2) Benchmark your Programs and their Performance
Benchmark against your primary competition, and identify where you are underperforming and where there might be “low-hanging” opportunities. Then act on it. This review might reveal that your local/regional competitors already all have a trendy new program and that it’s probably too late to get into it (i.e. data sciences). On the surface, and without looking externally, it may seem appealing but being 3rd or 4th or 5th into a market is usually unsustainable. Or at best, a breakeven proposition. You need to carefully select and prioritize where you will invest, given limited time and resources. Pick the programs that best align with your academic strengths and have the greatest upside.
3) Get Really Strategic
Make it your practice to seek and develop opportunities and activities that differentiate your programs from your competitors while at the same time giving you a sustainable competitive advantage. To meet the definition of good strategy you must accomplish both. Make the hard choices of what you will do and what you will not do, based on how much value your programs will create for students. Then challenge yourself to really push your boundaries to innovate and create new market spaces, restructure market boundaries, and eliminate the competition and position for success. (Try your hand at Blue Ocean Strategy for this).

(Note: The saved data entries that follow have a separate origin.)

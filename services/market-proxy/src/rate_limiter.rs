//! Fixed-window rate limiting per client key

use chrono::{DateTime, Duration, Utc};
use dashmap::DashMap;
use std::sync::Arc;
use tracing::{debug, warn};

use crate::{clock::Clock, config::RateLimitConfig};

/// Request counter for one client key
#[derive(Debug, Clone, Copy, PartialEq, Eq)]
pub struct RateWindow {
    pub count: u32,
    pub window_start: DateTime<Utc>,
}

/// Outcome of [`RateLimiter::admit`]
#[derive(Debug, Clone, Copy, PartialEq, Eq)]
pub enum RateDecision {
    Allowed {
        limit: u32,
        remaining: u32,
        reset_after_secs: u64,
    },
    Rejected {
        limit: u32,
        retry_after_secs: u64,
    },
}

impl RateDecision {
    #[must_use]
    pub const fn is_allowed(&self) -> bool {
        matches!(self, Self::Allowed { .. })
    }
}

/// Rate limiter for inbound proxy requests
pub struct RateLimiter {
    windows: DashMap<String, RateWindow>,
    window: Duration,
    config: RateLimitConfig,
    clock: Arc<dyn Clock>,
}

impl RateLimiter {
    /// Create a new rate limiter
    pub fn new(config: RateLimitConfig, clock: Arc<dyn Clock>) -> Self {
        let window = i64::try_from(config.window_seconds.max(1))
            .ok()
            .and_then(Duration::try_seconds)
            .unwrap_or(Duration::MAX);

        Self {
            windows: DashMap::new(),
            window,
            config,
            clock,
        }
    }

    #[must_use]
    pub const fn is_enabled(&self) -> bool {
        self.config.enabled
    }

    #[must_use]
    pub const fn config(&self) -> &RateLimitConfig {
        &self.config
    }

    /// Count a request against `client_key`'s current window
    pub fn admit(&self, client_key: &str) -> RateDecision {
        let limit = self.config.max_requests;
        if !self.config.enabled {
            return RateDecision::Allowed {
                limit,
                remaining: limit,
                reset_after_secs: self.config.window_seconds,
            };
        }

        let now = self.clock.now();
        let mut window = self
            .windows
            .entry(client_key.to_string())
            .or_insert(RateWindow {
                count: 0,
                window_start: now,
            });

        if now >= self.window_end(window.window_start) {
            window.count = 0;
            window.window_start = now;
        }

        let reset_after_secs = secs_until(now, self.window_end(window.window_start));

        if window.count >= limit {
            warn!(
                "Rate limit exceeded for client {}: {} requests in current window",
                client_key, window.count
            );
            return RateDecision::Rejected {
                limit,
                retry_after_secs: reset_after_secs.max(1),
            };
        }

        window.count += 1;
        let remaining = limit - window.count;
        debug!(
            "Rate limit check passed for client {} ({} remaining)",
            client_key, remaining
        );

        RateDecision::Allowed {
            limit,
            remaining,
            reset_after_secs,
        }
    }

    /// Human-readable rejection message
    #[must_use]
    pub fn rejection_message(&self) -> String {
        let minutes = self.config.window_seconds.div_ceil(60);
        format!(
            "Too many requests from this client, please try again after {} minute{}",
            minutes,
            if minutes == 1 { "" } else { "s" }
        )
    }

    /// Drop windows that have fully elapsed; idle clients start fresh anyway
    pub fn cleanup_idle(&self) -> usize {
        let now = self.clock.now();
        let before = self.windows.len();
        self.windows
            .retain(|_, window| now < self.window_end(window.window_start));
        before.saturating_sub(self.windows.len())
    }

    fn window_end(&self, window_start: DateTime<Utc>) -> DateTime<Utc> {
        window_start
            .checked_add_signed(self.window)
            .unwrap_or(DateTime::<Utc>::MAX_UTC)
    }

    /// Get current rate limiting statistics
    pub fn get_stats(&self) -> RateLimitStats {
        RateLimitStats {
            tracked_clients: self.windows.len(),
            max_requests: self.config.max_requests,
            window_seconds: self.config.window_seconds,
        }
    }
}

/// Rate limiting statistics
#[derive(Debug, serde::Serialize)]
pub struct RateLimitStats {
    pub tracked_clients: usize,
    pub max_requests: u32,
    pub window_seconds: u64,
}

fn secs_until(now: DateTime<Utc>, deadline: DateTime<Utc>) -> u64 {
    let millis = (deadline - now).num_milliseconds().max(0);
    u64::try_from(millis).unwrap_or(0).div_ceil(1000)
}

4) Reduce your Time Horizons on Strategic Planning
Strategic Planning has an unfortunate but often deserved reputation of only being useful for long-term planning (the average strat plan in higher ed is currently around 5 years) and that it generally sits in a binder on a shelf until being revised again some time far in the future. That interpretation, (or reality), is simply not acceptable because your strategic planning is critically important. The institutional strategy should lean longer term but not to the extent that it is ignored or not highly relevant to the short-term planning. Strat planning should also be all about making the choices that drive your business every year not just longer business planning or budgeting. I think a simpler, more agile, short-cycle strategy approach is the way to go, particularly in these challenging times. To accomplish this, you may need to create an independent departmental level strat plan, but regardless, change your personal and departmental, (if not institutional), mindset to actively embrace agile Strategic thinking, all the time.
5) Focus on Execution
Strat plans, in particular, often fail to deliver on their objectives. Recent research indicates that 48% of all execs fail to reach half of their strategic targets. Business plans and marketing plans are often a close second, as they often don’t have real teeth to them or are not effectively implemented. Assuming you have gone to the effort to create a good solid plan, don’t then let it fail due to poor execution. One effective way to tackle execution is to get specific on setting and managing objectives and expected outcomes. (I personally like to use OKRs to manage this). To ensure effective execution, you need senior management to champion your plans, you need to overcommunicate them, align staff to them, train for them, measure progress, and follow up on them. If you do all of the above, diligently, you might just get yourself over the hump and into the half of execs who do succeed with their plans and meet most of their strategic objectives.
Collectively, I think the challenges and opportunities faced by higher ed managers and marketers today are more formidable than we’ve faced before, at least over my 35 years in the business. But they are not insurmountable, they never are. So, roll up your sleeves, dive in, and get to work on one or all of these five areas to position your online programs for success.